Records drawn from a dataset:
•••••

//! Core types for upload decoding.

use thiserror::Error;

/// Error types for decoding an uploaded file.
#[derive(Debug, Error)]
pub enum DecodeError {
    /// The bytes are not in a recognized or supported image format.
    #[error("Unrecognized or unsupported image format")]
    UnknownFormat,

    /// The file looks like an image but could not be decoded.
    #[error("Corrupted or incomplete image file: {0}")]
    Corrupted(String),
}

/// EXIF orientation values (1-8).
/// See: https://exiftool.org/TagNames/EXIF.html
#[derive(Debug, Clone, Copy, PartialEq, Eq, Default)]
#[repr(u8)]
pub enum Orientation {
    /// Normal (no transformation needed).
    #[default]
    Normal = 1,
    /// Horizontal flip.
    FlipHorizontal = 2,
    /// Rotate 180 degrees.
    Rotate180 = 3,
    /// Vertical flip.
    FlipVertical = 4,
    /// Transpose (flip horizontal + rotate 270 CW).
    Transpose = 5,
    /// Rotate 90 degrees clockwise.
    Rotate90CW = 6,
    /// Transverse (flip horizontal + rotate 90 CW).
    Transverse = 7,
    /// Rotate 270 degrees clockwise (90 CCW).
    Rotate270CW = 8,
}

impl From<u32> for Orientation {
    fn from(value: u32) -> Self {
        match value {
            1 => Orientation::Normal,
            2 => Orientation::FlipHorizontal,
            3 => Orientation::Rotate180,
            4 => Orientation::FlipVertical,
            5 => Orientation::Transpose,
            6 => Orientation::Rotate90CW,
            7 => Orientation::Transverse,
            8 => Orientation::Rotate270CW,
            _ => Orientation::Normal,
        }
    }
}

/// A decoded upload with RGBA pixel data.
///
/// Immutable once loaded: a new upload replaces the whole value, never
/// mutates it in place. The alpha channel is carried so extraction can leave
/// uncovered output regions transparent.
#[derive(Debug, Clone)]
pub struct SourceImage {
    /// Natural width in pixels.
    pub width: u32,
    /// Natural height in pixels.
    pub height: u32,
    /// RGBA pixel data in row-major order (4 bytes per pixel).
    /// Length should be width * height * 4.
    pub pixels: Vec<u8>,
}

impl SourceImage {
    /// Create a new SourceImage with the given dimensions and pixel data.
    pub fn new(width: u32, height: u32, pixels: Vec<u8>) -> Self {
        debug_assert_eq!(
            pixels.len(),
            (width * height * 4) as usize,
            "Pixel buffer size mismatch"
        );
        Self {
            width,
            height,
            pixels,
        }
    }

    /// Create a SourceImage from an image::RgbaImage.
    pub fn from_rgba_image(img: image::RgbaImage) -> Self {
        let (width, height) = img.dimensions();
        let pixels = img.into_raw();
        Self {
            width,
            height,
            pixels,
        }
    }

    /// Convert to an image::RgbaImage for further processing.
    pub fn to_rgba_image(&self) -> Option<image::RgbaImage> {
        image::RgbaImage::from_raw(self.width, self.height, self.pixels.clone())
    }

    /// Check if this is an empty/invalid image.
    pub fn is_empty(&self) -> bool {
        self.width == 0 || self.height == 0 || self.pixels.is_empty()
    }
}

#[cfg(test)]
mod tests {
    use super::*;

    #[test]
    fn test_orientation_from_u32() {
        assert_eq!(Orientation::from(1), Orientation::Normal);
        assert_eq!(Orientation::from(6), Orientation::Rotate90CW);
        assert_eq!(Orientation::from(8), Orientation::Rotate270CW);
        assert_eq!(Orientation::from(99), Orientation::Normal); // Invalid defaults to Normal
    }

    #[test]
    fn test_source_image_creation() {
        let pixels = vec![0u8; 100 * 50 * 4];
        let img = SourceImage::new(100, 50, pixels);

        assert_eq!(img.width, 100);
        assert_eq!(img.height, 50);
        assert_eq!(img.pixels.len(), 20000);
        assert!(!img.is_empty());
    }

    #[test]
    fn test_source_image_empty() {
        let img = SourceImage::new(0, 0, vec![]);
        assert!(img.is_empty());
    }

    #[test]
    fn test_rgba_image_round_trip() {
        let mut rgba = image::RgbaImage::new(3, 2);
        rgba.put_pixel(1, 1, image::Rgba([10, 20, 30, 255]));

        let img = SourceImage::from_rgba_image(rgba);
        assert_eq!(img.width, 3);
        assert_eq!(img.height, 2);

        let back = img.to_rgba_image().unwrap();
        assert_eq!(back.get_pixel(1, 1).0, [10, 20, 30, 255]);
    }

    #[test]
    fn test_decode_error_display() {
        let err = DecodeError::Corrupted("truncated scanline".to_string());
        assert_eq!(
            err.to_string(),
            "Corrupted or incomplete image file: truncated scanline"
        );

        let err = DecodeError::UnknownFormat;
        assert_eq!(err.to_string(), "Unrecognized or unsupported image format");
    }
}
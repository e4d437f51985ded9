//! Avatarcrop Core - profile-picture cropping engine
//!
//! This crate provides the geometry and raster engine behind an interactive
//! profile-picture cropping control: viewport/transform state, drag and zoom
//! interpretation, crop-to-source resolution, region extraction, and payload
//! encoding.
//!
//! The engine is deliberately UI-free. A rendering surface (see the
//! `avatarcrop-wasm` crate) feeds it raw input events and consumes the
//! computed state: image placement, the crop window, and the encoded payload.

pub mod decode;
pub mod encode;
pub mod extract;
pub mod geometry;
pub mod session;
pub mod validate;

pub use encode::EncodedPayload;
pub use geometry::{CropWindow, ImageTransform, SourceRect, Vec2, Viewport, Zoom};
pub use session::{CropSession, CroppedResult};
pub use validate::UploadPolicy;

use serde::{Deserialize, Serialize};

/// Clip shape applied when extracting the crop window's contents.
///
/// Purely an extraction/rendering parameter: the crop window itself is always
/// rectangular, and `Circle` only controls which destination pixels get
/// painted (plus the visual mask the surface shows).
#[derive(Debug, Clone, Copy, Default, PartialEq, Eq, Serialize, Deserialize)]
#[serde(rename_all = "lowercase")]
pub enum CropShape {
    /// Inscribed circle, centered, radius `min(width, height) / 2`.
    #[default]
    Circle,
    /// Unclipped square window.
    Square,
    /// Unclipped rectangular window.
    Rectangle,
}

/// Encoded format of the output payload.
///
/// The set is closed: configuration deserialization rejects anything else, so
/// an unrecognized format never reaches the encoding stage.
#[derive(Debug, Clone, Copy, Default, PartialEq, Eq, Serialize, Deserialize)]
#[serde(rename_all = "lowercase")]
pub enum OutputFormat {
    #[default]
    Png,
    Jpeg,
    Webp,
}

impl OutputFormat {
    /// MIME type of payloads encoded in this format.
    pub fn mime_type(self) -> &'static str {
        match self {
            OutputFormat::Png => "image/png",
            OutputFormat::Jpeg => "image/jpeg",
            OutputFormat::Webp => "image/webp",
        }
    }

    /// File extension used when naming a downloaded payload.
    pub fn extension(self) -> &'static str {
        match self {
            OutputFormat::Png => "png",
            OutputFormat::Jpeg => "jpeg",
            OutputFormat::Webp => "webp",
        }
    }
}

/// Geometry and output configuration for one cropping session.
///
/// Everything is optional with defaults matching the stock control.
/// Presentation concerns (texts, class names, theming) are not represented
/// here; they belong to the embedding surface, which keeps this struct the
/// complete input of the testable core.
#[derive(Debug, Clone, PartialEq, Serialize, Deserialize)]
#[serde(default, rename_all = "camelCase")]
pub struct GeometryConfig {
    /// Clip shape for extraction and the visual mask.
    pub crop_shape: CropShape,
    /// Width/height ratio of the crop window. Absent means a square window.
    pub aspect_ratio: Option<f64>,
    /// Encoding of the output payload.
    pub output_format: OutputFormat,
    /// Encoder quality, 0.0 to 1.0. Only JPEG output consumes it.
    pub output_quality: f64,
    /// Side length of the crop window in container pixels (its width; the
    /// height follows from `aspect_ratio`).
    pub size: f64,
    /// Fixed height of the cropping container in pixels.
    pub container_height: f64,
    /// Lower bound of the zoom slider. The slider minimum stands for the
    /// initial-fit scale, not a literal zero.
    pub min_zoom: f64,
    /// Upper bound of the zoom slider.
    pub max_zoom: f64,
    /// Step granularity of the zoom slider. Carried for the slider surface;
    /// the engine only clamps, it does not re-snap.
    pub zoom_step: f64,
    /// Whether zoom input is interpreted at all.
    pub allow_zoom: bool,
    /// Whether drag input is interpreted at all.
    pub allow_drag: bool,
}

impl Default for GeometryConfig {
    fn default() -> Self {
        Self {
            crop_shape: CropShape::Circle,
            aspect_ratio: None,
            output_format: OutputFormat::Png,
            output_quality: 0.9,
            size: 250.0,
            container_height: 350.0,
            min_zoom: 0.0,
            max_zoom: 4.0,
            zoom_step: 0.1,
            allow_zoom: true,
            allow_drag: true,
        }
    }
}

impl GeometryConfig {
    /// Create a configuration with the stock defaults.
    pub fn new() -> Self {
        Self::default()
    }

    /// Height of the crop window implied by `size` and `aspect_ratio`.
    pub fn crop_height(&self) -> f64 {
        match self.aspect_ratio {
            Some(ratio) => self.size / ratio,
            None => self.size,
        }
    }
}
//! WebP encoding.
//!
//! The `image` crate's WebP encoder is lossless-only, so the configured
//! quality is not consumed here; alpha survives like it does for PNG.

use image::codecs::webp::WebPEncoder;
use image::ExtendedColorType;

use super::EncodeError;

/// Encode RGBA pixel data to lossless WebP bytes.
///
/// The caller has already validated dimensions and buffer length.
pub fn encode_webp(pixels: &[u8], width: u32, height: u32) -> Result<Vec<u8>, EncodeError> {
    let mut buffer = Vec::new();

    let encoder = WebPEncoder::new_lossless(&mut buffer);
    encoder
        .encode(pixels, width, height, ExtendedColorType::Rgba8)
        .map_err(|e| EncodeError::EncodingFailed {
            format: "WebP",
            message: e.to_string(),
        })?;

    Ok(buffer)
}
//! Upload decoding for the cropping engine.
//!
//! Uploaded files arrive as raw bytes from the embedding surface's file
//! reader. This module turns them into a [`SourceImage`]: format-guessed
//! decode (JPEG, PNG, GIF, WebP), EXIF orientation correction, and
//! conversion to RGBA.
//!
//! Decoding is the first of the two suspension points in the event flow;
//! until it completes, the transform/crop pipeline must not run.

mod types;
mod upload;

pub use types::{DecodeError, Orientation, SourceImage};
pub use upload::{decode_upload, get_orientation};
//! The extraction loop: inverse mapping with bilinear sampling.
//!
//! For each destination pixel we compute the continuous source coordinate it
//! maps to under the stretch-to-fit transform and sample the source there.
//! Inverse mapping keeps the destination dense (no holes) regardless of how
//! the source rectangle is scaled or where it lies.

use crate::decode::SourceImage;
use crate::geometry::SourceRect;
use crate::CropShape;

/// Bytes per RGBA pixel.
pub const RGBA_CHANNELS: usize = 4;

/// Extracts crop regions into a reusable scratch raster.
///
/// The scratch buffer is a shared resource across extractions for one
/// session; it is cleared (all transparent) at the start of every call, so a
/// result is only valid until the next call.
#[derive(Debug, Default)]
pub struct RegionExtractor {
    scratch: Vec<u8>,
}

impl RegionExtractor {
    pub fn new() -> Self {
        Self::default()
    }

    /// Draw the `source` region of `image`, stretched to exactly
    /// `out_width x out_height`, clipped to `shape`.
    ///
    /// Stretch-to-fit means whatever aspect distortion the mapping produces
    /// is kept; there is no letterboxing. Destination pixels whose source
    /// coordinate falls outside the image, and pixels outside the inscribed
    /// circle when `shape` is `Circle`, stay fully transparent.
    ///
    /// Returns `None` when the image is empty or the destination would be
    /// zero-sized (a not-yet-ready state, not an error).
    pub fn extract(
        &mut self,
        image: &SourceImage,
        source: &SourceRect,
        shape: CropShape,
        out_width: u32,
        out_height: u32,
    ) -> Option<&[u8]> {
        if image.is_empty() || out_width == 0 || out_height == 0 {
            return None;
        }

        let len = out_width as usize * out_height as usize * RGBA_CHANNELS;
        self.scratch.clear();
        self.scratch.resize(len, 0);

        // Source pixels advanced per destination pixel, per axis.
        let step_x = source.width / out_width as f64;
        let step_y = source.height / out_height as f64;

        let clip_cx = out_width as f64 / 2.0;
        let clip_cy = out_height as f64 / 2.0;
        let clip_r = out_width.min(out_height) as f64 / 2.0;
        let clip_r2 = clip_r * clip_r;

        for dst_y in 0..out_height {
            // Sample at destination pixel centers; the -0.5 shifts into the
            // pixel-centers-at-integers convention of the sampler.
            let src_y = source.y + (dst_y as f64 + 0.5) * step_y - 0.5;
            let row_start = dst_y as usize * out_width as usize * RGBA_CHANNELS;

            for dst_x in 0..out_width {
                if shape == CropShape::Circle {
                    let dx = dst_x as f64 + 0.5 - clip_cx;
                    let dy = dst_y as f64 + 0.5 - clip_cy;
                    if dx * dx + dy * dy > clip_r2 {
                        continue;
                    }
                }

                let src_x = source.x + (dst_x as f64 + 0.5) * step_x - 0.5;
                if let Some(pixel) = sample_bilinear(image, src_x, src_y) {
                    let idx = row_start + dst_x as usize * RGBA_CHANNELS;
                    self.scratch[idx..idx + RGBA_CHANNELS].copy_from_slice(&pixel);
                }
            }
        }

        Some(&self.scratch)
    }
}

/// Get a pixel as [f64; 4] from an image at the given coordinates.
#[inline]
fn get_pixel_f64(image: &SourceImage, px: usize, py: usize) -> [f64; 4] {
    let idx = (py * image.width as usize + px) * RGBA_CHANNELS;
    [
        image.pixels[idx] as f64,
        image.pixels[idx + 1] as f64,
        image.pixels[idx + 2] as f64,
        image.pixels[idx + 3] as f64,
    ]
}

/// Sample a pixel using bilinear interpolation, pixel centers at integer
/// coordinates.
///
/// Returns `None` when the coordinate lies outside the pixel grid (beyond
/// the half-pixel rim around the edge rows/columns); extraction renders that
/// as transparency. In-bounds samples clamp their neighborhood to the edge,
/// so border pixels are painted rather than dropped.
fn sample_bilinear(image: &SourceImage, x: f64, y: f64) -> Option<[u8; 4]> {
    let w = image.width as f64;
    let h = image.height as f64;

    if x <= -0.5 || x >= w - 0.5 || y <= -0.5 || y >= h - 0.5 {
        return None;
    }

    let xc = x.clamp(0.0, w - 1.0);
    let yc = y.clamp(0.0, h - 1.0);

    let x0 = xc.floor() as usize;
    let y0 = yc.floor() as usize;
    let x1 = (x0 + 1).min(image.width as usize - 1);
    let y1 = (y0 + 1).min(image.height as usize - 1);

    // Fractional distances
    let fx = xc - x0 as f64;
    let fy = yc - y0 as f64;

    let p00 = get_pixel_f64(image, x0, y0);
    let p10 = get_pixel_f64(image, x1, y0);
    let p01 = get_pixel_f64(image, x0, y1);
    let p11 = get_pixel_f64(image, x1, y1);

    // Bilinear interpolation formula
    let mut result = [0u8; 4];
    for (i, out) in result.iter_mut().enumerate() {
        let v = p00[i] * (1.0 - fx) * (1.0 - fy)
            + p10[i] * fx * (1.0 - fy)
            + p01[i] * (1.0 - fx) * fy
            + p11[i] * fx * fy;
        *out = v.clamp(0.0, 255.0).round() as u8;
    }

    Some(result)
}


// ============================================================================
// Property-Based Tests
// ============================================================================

•••••

_WHAT TO PRODUCE_:
Beginning at the line that holds "let yc = y.clamp(0.0, h - 1.0);", copy every line through the end of the entries exactly as given, and only those lines.

_SOLUTION_:
    let yc = y.clamp(0.0, h - 1.0);

    let x0 = xc.floor() as usize;
    let y0 = yc.floor() as usize;
    let x1 = (x0 + 1).min(image.width as usize - 1);
    let y1 = (y0 + 1).min(image.height as usize - 1);

    // Fractional distances
    let fx = xc - x0 as f64;
    let fy = yc - y0 as f64;

    let p00 = get_pixel_f64(image, x0, y0);
    let p10 = get_pixel_f64(image, x1, y0);
    let p01 = get_pixel_f64(image, x0, y1);
    let p11 = get_pixel_f64(image, x1, y1);

    // Bilinear interpolation formula
    let mut result = [0u8; 4];
    for (i, out) in result.iter_mut().enumerate() {
        let v = p00[i] * (1.0 - fx) * (1.0 - fy)
            + p10[i] * fx * (1.0 - fy)
            + p01[i] * (1.0 - fx) * fy
            + p11[i] * fx * fy;
        *out = v.clamp(0.0, 255.0).round() as u8;
    }

    Some(result)
}


// ============================================================================
// Property-Based Tests
// ============================================================================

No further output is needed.